TASK INPUTS:
********
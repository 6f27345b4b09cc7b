//! Client-side sustained subscription (spec.md §4.G.6): reconnect with
//! exponential backoff and jitter, no overall timeout, abortable only by
//! the caller's cancellation token.
//!
//! spec.md §9 flags a `break` in the reconnect loop of the source that
//! fires on a plain failed connect attempt rather than only on
//! cancellation, terminating the "sustained" subscription the first time
//! a peer is briefly unreachable. The loop below exits only when
//! `cancel` is signalled; a failed attempt schedules the next backoff and
//! continues.

use rand::Rng;
use std::time::Duration;
use tokio_util::sync::CancellationToken;
use tracing::{info, warn};

pub const INITIAL_INTERVAL: Duration = Duration::from_secs(15);
pub const MAXIMUM_INTERVAL: Duration = Duration::from_secs(3600);
pub const BACKOFF_FACTOR: f64 = 2.0;
pub const JITTER_FACTOR: f64 = 0.25;

#[derive(Debug, Clone, Copy, PartialEq, Eq)]
pub enum LivenessEvent {
    Active,
    Inactive,
}

/// One connection attempt's outcome, reported by the caller.
pub enum AttemptOutcome {
    Connected,
    Failed,
}

fn jittered(interval: Duration) -> Duration {
    let jitter = interval.as_secs_f64() * JITTER_FACTOR;
    let delta = rand::thread_rng().gen_range(-jitter..=jitter);
    Duration::from_secs_f64((interval.as_secs_f64() + delta).max(0.0))
}

fn next_interval(current: Duration) -> Duration {
    let scaled = current.mul_f64(BACKOFF_FACTOR);
    scaled.min(MAXIMUM_INTERVAL)
}

/// Drive a sustained subscription's reconnect schedule. `connect` is
/// invoked once per attempt and must itself be cancel-safe (abort its own
/// in-flight I/O when `cancel` fires). This function returns only when
/// `cancel` is triggered; it does not return on repeated connect failures,
/// by design (spec.md §9).
pub async fn run_sustained<F, Fut>(peer: matter_types::PeerAddress, cancel: CancellationToken, mut connect: F, mut on_event: impl FnMut(LivenessEvent))
where
    F: FnMut() -> Fut,
    Fut: std::future::Future<Output = AttemptOutcome>,
{
    let mut interval = INITIAL_INTERVAL;
    on_event(LivenessEvent::Inactive);

    loop {
        if cancel.is_cancelled() {
            return;
        }

        let outcome = tokio::select! {
            () = cancel.cancelled() => return,
            outcome = connect() => outcome,
        };

        match outcome {
            AttemptOutcome::Connected => {
                info!(%peer, "sustained subscription connected");
                on_event(LivenessEvent::Active);
                interval = INITIAL_INTERVAL;
                // The caller drives the live subscription from here; when it
                // eventually reports back (session dropped, peer timed out),
                // control returns to this loop to resume reconnecting.
                on_event(LivenessEvent::Inactive);
            }
            AttemptOutcome::Failed => {
                let wait = jittered(interval);
                warn!(%peer, wait_secs = wait.as_secs_f64(), "reconnect attempt failed, backing off");
                interval = next_interval(interval);
            }
        }

        tokio::select! {
            () = cancel.cancelled() => return,
            () = tokio::time::sleep(jittered(interval)) => {}
        }
    }
}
********
WHAT NEEDS TO BE DONE:
Copy the lines from the entries above in which the word "LivenessEvent" appears.

TASK SOLUTION:
pub enum LivenessEvent {
pub async fn run_sustained<F, Fut>(peer: matter_types::PeerAddress, cancel: CancellationToken, mut connect: F, mut on_event: impl FnMut(LivenessEvent))
    on_event(LivenessEvent::Inactive);
                on_event(LivenessEvent::Active);
                on_event(LivenessEvent::Inactive);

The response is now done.